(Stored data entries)
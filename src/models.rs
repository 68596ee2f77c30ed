//! Frontend Models
//!
//! Data structures matching backend entities. Every field except `title`
//! (or `name` for skills) is optional and rendered only when present.

use std::fmt;

use serde::{Deserialize, Deserializer, Serialize, Serializer};

/// Skill proficiency. Unknown or missing values read as `Intermediate`.
#[derive(Debug, Clone, Copy, Default, PartialEq, Eq, Hash)]
pub enum SkillLevel {
    Beginner,
    #[default]
    Intermediate,
    Advanced,
}

impl SkillLevel {
    pub fn as_str(&self) -> &'static str {
        match self {
            SkillLevel::Beginner => "Beginner",
            SkillLevel::Intermediate => "Intermediate",
            SkillLevel::Advanced => "Advanced",
        }
    }

    pub fn from_str(s: &str) -> Self {
        match s.trim().to_ascii_lowercase().as_str() {
            "beginner" => SkillLevel::Beginner,
            "advanced" => SkillLevel::Advanced,
            _ => SkillLevel::Intermediate,
        }
    }

    /// CSS modifier, e.g. `level-advanced`
    pub fn css_class(&self) -> &'static str {
        match self {
            SkillLevel::Beginner => "level-beginner",
            SkillLevel::Intermediate => "level-intermediate",
            SkillLevel::Advanced => "level-advanced",
        }
    }
}

impl fmt::Display for SkillLevel {
    fn fmt(&self, f: &mut fmt::Formatter<'_>) -> fmt::Result {
        f.write_str(self.as_str())
    }
}

impl Serialize for SkillLevel {
    fn serialize<S: Serializer>(&self, serializer: S) -> Result<S::Ok, S::Error> {
        serializer.serialize_str(self.as_str())
    }
}

impl<'de> Deserialize<'de> for SkillLevel {
    fn deserialize<D: Deserializer<'de>>(deserializer: D) -> Result<Self, D::Error> {
        let raw = Option::<String>::deserialize(deserializer)?;
        Ok(raw.as_deref().map(SkillLevel::from_str).unwrap_or_default())
    }
}

/// Skill data structure (matches backend)
#[derive(Debug, Clone, PartialEq, Serialize, Deserialize)]
#[serde(rename_all = "camelCase")]
pub struct Skill {
    #[serde(default)]
    pub id: Option<u64>,
    pub name: String,
    #[serde(default)]
    pub level: SkillLevel,
    #[serde(default)]
    pub category: Option<String>,
}

impl Skill {
    pub fn category_or_other(&self) -> &str {
        match self.category.as_deref() {
            Some(c) if !c.trim().is_empty() => c,
            _ => "Other",
        }
    }
}

/// Project data structure (matches backend)
#[derive(Debug, Clone, PartialEq, Serialize, Deserialize)]
#[serde(rename_all = "camelCase")]
pub struct Project {
    #[serde(default)]
    pub id: Option<u64>,
    #[serde(default)]
    pub order_index: Option<i32>,
    pub title: String,
    #[serde(default)]
    pub status: Option<String>,
    #[serde(default)]
    pub category: Option<String>,
    #[serde(default)]
    pub period: Option<String>,
    #[serde(default)]
    pub description: Option<String>,
    /// Comma-separated list
    #[serde(default)]
    pub tech_stack: Option<String>,
    #[serde(default)]
    pub github_link: Option<String>,
    #[serde(default)]
    pub live_link: Option<String>,
    /// Newline-delimited bullets. Also accepts a JSON array of lines.
    #[serde(default, deserialize_with = "text_or_lines")]
    pub highlights: Option<String>,
}

/// Certification data structure (matches backend)
#[derive(Debug, Clone, PartialEq, Serialize, Deserialize)]
#[serde(rename_all = "camelCase")]
pub struct Certification {
    #[serde(default)]
    pub id: Option<u64>,
    #[serde(default)]
    pub order_index: Option<i32>,
    pub title: String,
    #[serde(default)]
    pub issuer: Option<String>,
    #[serde(default)]
    pub issue_date: Option<String>,
    #[serde(default)]
    pub description: Option<String>,
    #[serde(default)]
    pub credential_id: Option<String>,
    #[serde(default)]
    pub credential_url: Option<String>,
}

/// Award data structure (matches backend)
#[derive(Debug, Clone, PartialEq, Serialize, Deserialize)]
#[serde(rename_all = "camelCase")]
pub struct Award {
    #[serde(default)]
    pub id: Option<u64>,
    #[serde(default)]
    pub order_index: Option<i32>,
    pub title: String,
    #[serde(default)]
    pub org: Option<String>,
    #[serde(default)]
    pub name_tag: Option<String>,
    #[serde(default)]
    pub period: Option<String>,
    #[serde(default)]
    pub description: Option<String>,
}

#[derive(Deserialize)]
#[serde(untagged)]
enum TextOrLines {
    Text(String),
    Lines(Vec<String>),
}

fn text_or_lines<'de, D: Deserializer<'de>>(deserializer: D) -> Result<Option<String>, D::Error> {
    Ok(match Option::<TextOrLines>::deserialize(deserializer)? {
        None => None,
        Some(TextOrLines::Text(text)) => Some(text),
        Some(TextOrLines::Lines(lines)) => Some(lines.join("\n")),
    })
}

/// Treat empty or whitespace-only strings as absent.
pub fn present(value: &Option<String>) -> Option<&str> {
    value.as_deref().map(str::trim).filter(|s| !s.is_empty())
}

#[cfg(test)]
mod tests {
    use super::*;

    #[test]
    fn test_skill_level_parsing() {
        assert_eq!(SkillLevel::from_str("advanced"), SkillLevel::Advanced);
        assert_eq!(SkillLevel::from_str(" Beginner "), SkillLevel::Beginner);
        assert_eq!(SkillLevel::from_str("Guru"), SkillLevel::Intermediate);
    }

    #[test]
    fn test_skill_from_backend_json() {
        let skills: Vec<Skill> = serde_json::from_str(
            r#"[
                {"id": 3, "name": "Java", "level": "ADVANCED", "category": "Languages"},
                {"name": "Git", "level": null},
                {"name": "Docker", "extra": true}
            ]"#,
        )
        .unwrap();
        assert_eq!(skills[0].level, SkillLevel::Advanced);
        assert_eq!(skills[0].id, Some(3));
        assert_eq!(skills[1].level, SkillLevel::Intermediate);
        assert_eq!(skills[1].category_or_other(), "Other");
        assert_eq!(skills[2].level, SkillLevel::Intermediate);
    }

    #[test]
    fn test_project_camel_case_fields() {
        let project: Project = serde_json::from_str(
            r#"{"orderIndex": 2, "title": "Dispatch", "techStack": "Java, Docker",
                "githubLink": "https://github.com/x/y", "liveLink": null,
                "highlights": "A\nB"}"#,
        )
        .unwrap();
        assert_eq!(project.order_index, Some(2));
        assert_eq!(project.tech_stack.as_deref(), Some("Java, Docker"));
        assert_eq!(project.live_link, None);
        assert_eq!(project.highlights.as_deref(), Some("A\nB"));
    }

    #[test]
    fn test_highlights_accepts_list() {
        let project: Project =
            serde_json::from_str(r#"{"title": "T", "highlights": ["one", "two"]}"#).unwrap();
        assert_eq!(project.highlights.as_deref(), Some("one\ntwo"));
        let bare: Project = serde_json::from_str(r#"{"title": "T"}"#).unwrap();
        assert_eq!(bare.highlights, None);
    }

    #[test]
    fn test_award_and_certification_fields() {
        let award: Award =
            serde_json::from_str(r#"{"title": "Prefect", "org": "School", "nameTag": "(me)"}"#).unwrap();
        assert_eq!(award.name_tag.as_deref(), Some("(me)"));
        let cert: Certification = serde_json::from_str(
            r#"{"title": "AI", "issueDate": "2026", "credentialUrl": "https://c"}"#,
        )
        .unwrap();
        assert_eq!(cert.issue_date.as_deref(), Some("2026"));
        assert_eq!(cert.credential_url.as_deref(), Some("https://c"));
        assert_eq!(cert.credential_id, None);
    }

    #[test]
    fn test_present_skips_blank() {
        assert_eq!(present(&Some("  ".to_string())), None);
        assert_eq!(present(&Some(" x ".to_string())), Some("x"));
        assert_eq!(present(&None), None);
    }
}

Exercise directions: Scan the lines above for "trim" and state how many match, nothing more.

Output: 3